--- Your assignment ---
Collect from the data below each line with "index".

[Stored items]
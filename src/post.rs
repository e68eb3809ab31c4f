//! The upstream post payload.

use serde::Deserialize;

use crate::block::ContentBlock;
use crate::entity::EntityMap;
use crate::error::Result;
use crate::plain::StyleMode;

/// A post as delivered upstream: structured blocks with their entities, or
/// plain text with a layout mode.
///
/// Every field is optional on the wire. Blocks that fail to decode are
/// dropped. An empty `blocks` list selects the plain-text path.
#[derive(Debug, Clone, Default, PartialEq, Eq, Deserialize)]
#[serde(default, rename_all = "camelCase")]
pub struct PostContent {
    #[serde(deserialize_with = "crate::block::lenient_vec")]
    pub blocks: Vec<ContentBlock>,
    #[serde(alias = "entity_map")]
    pub entity_map: EntityMap,
    pub text: String,
    pub mode: StyleMode,
}

impl PostContent {
    /// Structured post with no entities.
    pub fn from_blocks(blocks: Vec<ContentBlock>) -> Self {
        Self {
            blocks,
            ..Self::default()
        }
    }

    /// Plain-text post.
    pub fn from_text(text: impl Into<String>, mode: StyleMode) -> Self {
        Self {
            text: text.into(),
            mode,
            ..Self::default()
        }
    }

    /// Whether the structured path applies.
    pub fn is_structured(&self) -> bool {
        !self.blocks.is_empty()
    }
}

/// Decode a post from JSON.
///
/// # Example
/// ```
/// let post = postrender::parse_post(r#"{"text": "hello", "mode": "article"}"#).unwrap();
/// assert!(!post.is_structured());
/// assert_eq!(post.mode, postrender::StyleMode::Article);
/// ```
pub fn parse_post(json: &str) -> Result<PostContent> {
    Ok(serde_json::from_str(json)?)
}
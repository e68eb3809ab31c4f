//! HTML escaping and URL filtering.
//!
//! Fast-path optimized: scans for the first escapable character,
//! then bulk-copies segments between escapes.
//!
//! Text escaping only touches `<`, `>`, `&` and `"`. Single quotes are left
//! alone so escaped text never contains `&#...;` sequences that the
//! hashtag linkifier could pick up.

use memchr::{memchr, memchr3};

/// Lookup table for escapable characters in text content.
const TEXT_ESCAPE_TABLE: [bool; 256] = {
    let mut table = [false; 256];
    table[b'<' as usize] = true;
    table[b'>' as usize] = true;
    table[b'&' as usize] = true;
    table[b'"' as usize] = true;
    table
};

/// Escape HTML text content into an output string.
///
/// # Example
/// ```
/// use postrender::escape::escape_text_into;
///
/// let mut out = String::new();
/// escape_text_into(&mut out, "<script>");
/// assert_eq!(out, "&lt;script&gt;");
/// ```
pub fn escape_text_into(out: &mut String, input: &str) {
    if input.is_empty() {
        return;
    }

    let bytes = input.as_bytes();
    let mut pos = match first_text_escape(bytes) {
        Some(p) => p,
        None => {
            out.push_str(input);
            return;
        }
    };

    out.reserve(input.len() + input.len() / 8);
    out.push_str(&input[..pos]);

    while pos < bytes.len() {
        let scan_start = pos;
        while pos < bytes.len() && !TEXT_ESCAPE_TABLE[bytes[pos] as usize] {
            pos += 1;
        }

        // Escapable bytes are ASCII, so both ends are char boundaries.
        if pos > scan_start {
            out.push_str(&input[scan_start..pos]);
        }

        if pos < bytes.len() {
            out.push_str(match bytes[pos] {
                b'<' => "&lt;",
                b'>' => "&gt;",
                b'&' => "&amp;",
                _ => "&quot;",
            });
            pos += 1;
        }
    }
}

/// Escape and return as a new String.
///
/// Prefer `escape_text_into` to reuse buffers.
pub fn escape_text(input: &str) -> String {
    let mut out = String::with_capacity(input.len() + input.len() / 8);
    escape_text_into(&mut out, input);
    out
}

/// Escape a raw value for a double-quoted attribute.
#[inline]
pub fn escape_attr_into(out: &mut String, input: &str) {
    html_escape::encode_double_quoted_attribute_to_string(input, out);
}

#[inline]
fn first_text_escape(input: &[u8]) -> Option<usize> {
    let a = memchr3(b'<', b'>', b'&', input);
    let b = memchr(b'"', input);
    match (a, b) {
        (Some(a), Some(b)) => Some(a.min(b)),
        (a, None) => a,
        (None, b) => b,
    }
}

/// Accept only absolute `http`/`https` URLs.
///
/// Returns the trimmed URL, or `None` for any other scheme (`javascript:`,
/// `data:`, relative paths) and for URLs without a host.
///
/// # Example
/// ```
/// use postrender::escape::sanitize_url;
///
/// assert_eq!(sanitize_url(" https://example.com/a "), Some("https://example.com/a"));
/// assert_eq!(sanitize_url("javascript:alert(1)"), None);
/// ```
pub fn sanitize_url(url: &str) -> Option<&str> {
    let url = url.trim();
    let rest = strip_prefix_ignore_case(url, "https://")
        .or_else(|| strip_prefix_ignore_case(url, "http://"))?;

    let host_end = rest.find(['/', '?', '#']).unwrap_or(rest.len());
    let host = &rest[..host_end];
    if host.is_empty() || host.chars().any(|c| c.is_whitespace() || c.is_control()) {
        return None;
    }
    if url.chars().any(char::is_control) {
        return None;
    }
    Some(url)
}

fn strip_prefix_ignore_case<'a>(s: &'a str, prefix: &str) -> Option<&'a str> {
    let head = s.get(..prefix.len())?;
    head.eq_ignore_ascii_case(prefix).then(|| &s[prefix.len()..])
}
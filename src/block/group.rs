//! Grouping of consecutive list items.

use smallvec::SmallVec;

use super::content::{ContentBlock, ListKind};

/// Items of one list group. Most lists are short.
pub type ListItems<'a> = SmallVec<[&'a ContentBlock; 4]>;

/// A run of blocks collapsed into one list, or a single block.
#[derive(Debug, Clone, PartialEq, Eq)]
pub enum BlockGroup<'a> {
    UnorderedList(ListItems<'a>),
    OrderedList(ListItems<'a>),
    Single(&'a ContentBlock),
}

impl<'a> BlockGroup<'a> {
    fn list(kind: ListKind, first: &'a ContentBlock) -> Self {
        let mut items = ListItems::new();
        items.push(first);
        match kind {
            ListKind::Unordered => Self::UnorderedList(items),
            ListKind::Ordered => Self::OrderedList(items),
        }
    }

    /// List kind of this group, `None` for singles.
    pub fn list_kind(&self) -> Option<ListKind> {
        match self {
            Self::UnorderedList(_) => Some(ListKind::Unordered),
            Self::OrderedList(_) => Some(ListKind::Ordered),
            Self::Single(_) => None,
        }
    }
}

/// Group blocks in one pass.
///
/// A list item joins the previous group only if that group is a list of the
/// same kind; every other block starts its own `Single` group.
pub fn group_blocks(blocks: &[ContentBlock]) -> Vec<BlockGroup<'_>> {
    let mut groups: Vec<BlockGroup<'_>> = Vec::with_capacity(blocks.len());

    for block in blocks {
        let Some(kind) = block.kind.list_kind() else {
            groups.push(BlockGroup::Single(block));
            continue;
        };

        match groups.last_mut() {
            Some(BlockGroup::UnorderedList(items)) if kind == ListKind::Unordered => items.push(block),
            Some(BlockGroup::OrderedList(items)) if kind == ListKind::Ordered => items.push(block),
            _ => groups.push(BlockGroup::list(kind, block)),
        }
    }

    groups
}
//! Quantization index modulation on single samples.
//!
//! A sample is snapped to the lower edge of its `delta`-wide bin and then moved
//! to the bin's lower quarter (bit `0`) or upper quarter (bit `1`). Extraction
//! only looks at where inside its bin a sample sits.
//!
//! Samples near the top of their range would leave it after the shift. Instead
//! of clamping, which could land the value in the wrong half of a bin, the
//! sample moves one bin down. Every representable sample therefore decodes to
//! the embedded bit.

/// Largest magnitude a signed coefficient is quantized to. Matches the baseline
/// JPEG limit for AC terms.
pub const MAX_COEFFICIENT: i32 = deepdata_jpeg::MAX_AC_MAGNITUDE;

/// Samples that can carry one bit by quantization index modulation.
pub trait Quantize: Copy {
    fn qim_embed(self, bit: bool, delta: u8) -> Self;
    fn qim_extract(self, delta: u8) -> bool;
}

fn embed_magnitude(magnitude: i32, bit: bool, delta: i32, max: i32) -> i32 {
    let base = magnitude / delta * delta;
    let offset = if bit { 3 * delta / 4 } else { delta / 4 };

    if base + offset > max {
        base - delta + offset
    } else {
        base + offset
    }
}

fn extract_magnitude(magnitude: i32, delta: i32) -> bool {
    2 * (magnitude % delta) >= delta
}

impl Quantize for u8 {
    fn qim_embed(self, bit: bool, delta: u8) -> Self {
        embed_magnitude(self as i32, bit, delta as i32, u8::MAX as i32) as u8
    }

    fn qim_extract(self, delta: u8) -> bool {
        extract_magnitude(self as i32, delta as i32)
    }
}

/// Operates on the magnitude and keeps the sign. Zero stays zero, magnitudes
/// beyond [`MAX_COEFFICIENT`] are treated as the maximum.
impl Quantize for i16 {
    fn qim_embed(self, bit: bool, delta: u8) -> Self {
        if self == 0 {
            return 0;
        }
        let magnitude = (self as i32).abs().min(MAX_COEFFICIENT);
        let embedded = embed_magnitude(magnitude, bit, delta as i32, MAX_COEFFICIENT);

        (embedded * (self as i32).signum()) as i16
    }

    fn qim_extract(self, delta: u8) -> bool {
        extract_magnitude((self as i32).abs().min(MAX_COEFFICIENT), delta as i32)
    }
}

/// Majority decision over the channels of one pixel. No active channel is `false`.
pub fn vote(active_channels: usize, true_count: usize) -> bool {
    active_channels > 0 && true_count * 2 > active_channels
}
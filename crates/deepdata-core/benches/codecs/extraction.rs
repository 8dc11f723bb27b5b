use criterion::{criterion_group, criterion_main, Criterion};
use deepdata_core::codec::{DctQimCodec, Embed, Extract, LsbCodec, QimCodec};
use deepdata_core::NoProgress;
use deepdata_jpeg::JpegImage;
use image::codecs::jpeg::JpegEncoder;
use image::{ColorType, Rgba, RgbaImage};

fn carrier_image() -> RgbaImage {
    let mut rng = fastrand::Rng::with_seed(2);
    RgbaImage::from_fn(512, 512, |_, _| Rgba([rng.u8(..), rng.u8(..), rng.u8(..), 255]))
}

fn carrier_jpeg() -> JpegImage {
    let image = image::DynamicImage::ImageRgba8(carrier_image()).to_rgb8();
    let mut bytes = Vec::new();
    JpegEncoder::new_with_quality(&mut bytes, 90)
        .encode(image.as_raw(), 512, 512, ColorType::Rgb8)
        .expect("Carrier is not encodable.");
    JpegImage::decode(&bytes).expect("Carrier is not decodable.")
}

pub fn codec_extraction(c: &mut Criterion) {
    let image = carrier_image();
    let secret_message = b"Hello World!";

    c.bench_function("LSB Extraction", |b| {
        let codec = LsbCodec::default();
        let secret = codec
            .embed(image.as_raw().as_slice(), secret_message, &mut NoProgress)
            .expect("Cannot embed secret message");
        b.iter(|| {
            codec
                .extract(secret.as_slice(), &mut NoProgress)
                .expect("Cannot extract secret message")
        })
    });
    c.bench_function("QIM Extraction", |b| {
        let codec = QimCodec::default();
        let secret = codec
            .embed(&image, secret_message, &mut NoProgress)
            .expect("Cannot embed secret message");
        b.iter(|| {
            codec
                .extract(&secret, &mut NoProgress)
                .expect("Cannot extract secret message")
        })
    });
    c.bench_function("DCT-QIM Extraction", |b| {
        let codec = DctQimCodec::default();
        let secret = codec
            .embed(&carrier_jpeg(), secret_message, &mut NoProgress)
            .expect("Cannot embed secret message");
        b.iter(|| {
            codec
                .extract(&secret, &mut NoProgress)
                .expect("Cannot extract secret message")
        })
    });
}

criterion_group!(benches, codec_extraction);
criterion_main!(benches);
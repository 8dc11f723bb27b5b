//! Builder style entry points, one module per operation.
//!
//! When no options are given, the method follows the carrier's file extension
//! (see [`Method::for_path`]) with that method's default options.

pub mod capacity;
pub mod embed;
pub mod extract;

use std::path::Path;

use crate::{CodecOptions, Method};

pub(crate) fn resolve_options(options: Option<CodecOptions>, carrier: &Path) -> CodecOptions {
    options.unwrap_or_else(|| {
        let method = Method::for_path(carrier);
        log::debug!("no options given, using {method} for {carrier:?}");
        method.into()
    })
}
//! Reassembles a JPEG file around freshly encoded scan data.

use crate::huffman::HuffmanTable;
use crate::marker::Marker;
use crate::parser::{FrameHeader, Segment};
use crate::scan::table_ids;

fn write_segment(out: &mut Vec<u8>, marker: Marker, data: &[u8]) {
    out.push(0xFF);
    out.push(marker.to_u8());
    out.extend_from_slice(&((data.len() + 2) as u16).to_be_bytes());
    out.extend_from_slice(data);
}

/// `SOI`, preserved segments, `SOF`, the standard `DHT`s, optional `DRI`,
/// one `SOS` over all components, the scan and `EOI`.
pub fn write_jpeg(
    frame: &FrameHeader,
    preserved: &[Segment],
    restart_interval: u16,
    scan_data: &[u8],
) -> Vec<u8> {
    let mut out = Vec::with_capacity(
        scan_data.len() + preserved.iter().map(|s| s.data.len() + 4).sum::<usize>() + 1024,
    );

    out.extend_from_slice(&[0xFF, Marker::SOI.to_u8()]);

    for segment in preserved {
        write_segment(&mut out, segment.marker, &segment.data);
    }

    write_segment(&mut out, Marker::SOF(frame.sof_type), &frame.to_segment_bytes());

    let mut dht = Vec::new();
    dht.extend(HuffmanTable::luma_dc().to_segment_bytes());
    dht.extend(HuffmanTable::luma_ac().to_segment_bytes());
    if frame.components.len() > 1 {
        dht.extend(HuffmanTable::chroma_dc().to_segment_bytes());
        dht.extend(HuffmanTable::chroma_ac().to_segment_bytes());
    }
    write_segment(&mut out, Marker::DHT, &dht);

    if restart_interval > 0 {
        write_segment(&mut out, Marker::DRI, &restart_interval.to_be_bytes());
    }

    let mut sos = Vec::with_capacity(4 + 2 * frame.components.len());
    sos.push(frame.components.len() as u8);
    for (index, component) in frame.components.iter().enumerate() {
        let (dc, ac) = table_ids(index);
        sos.push(component.id);
        sos.push((dc << 4) | ac);
    }
    sos.extend_from_slice(&[0, 63, 0]);
    write_segment(&mut out, Marker::SOS, &sos);

    out.extend_from_slice(scan_data);
    out.extend_from_slice(&[0xFF, Marker::EOI.to_u8()]);
    out
}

--- Response box ---
//! Quantization index modulation on single samples.
/// Samples that can carry one bit by quantization index modulation.
    for (index, component) in frame.components.iter().enumerate() {
        let (dc, ac) = table_ids(index);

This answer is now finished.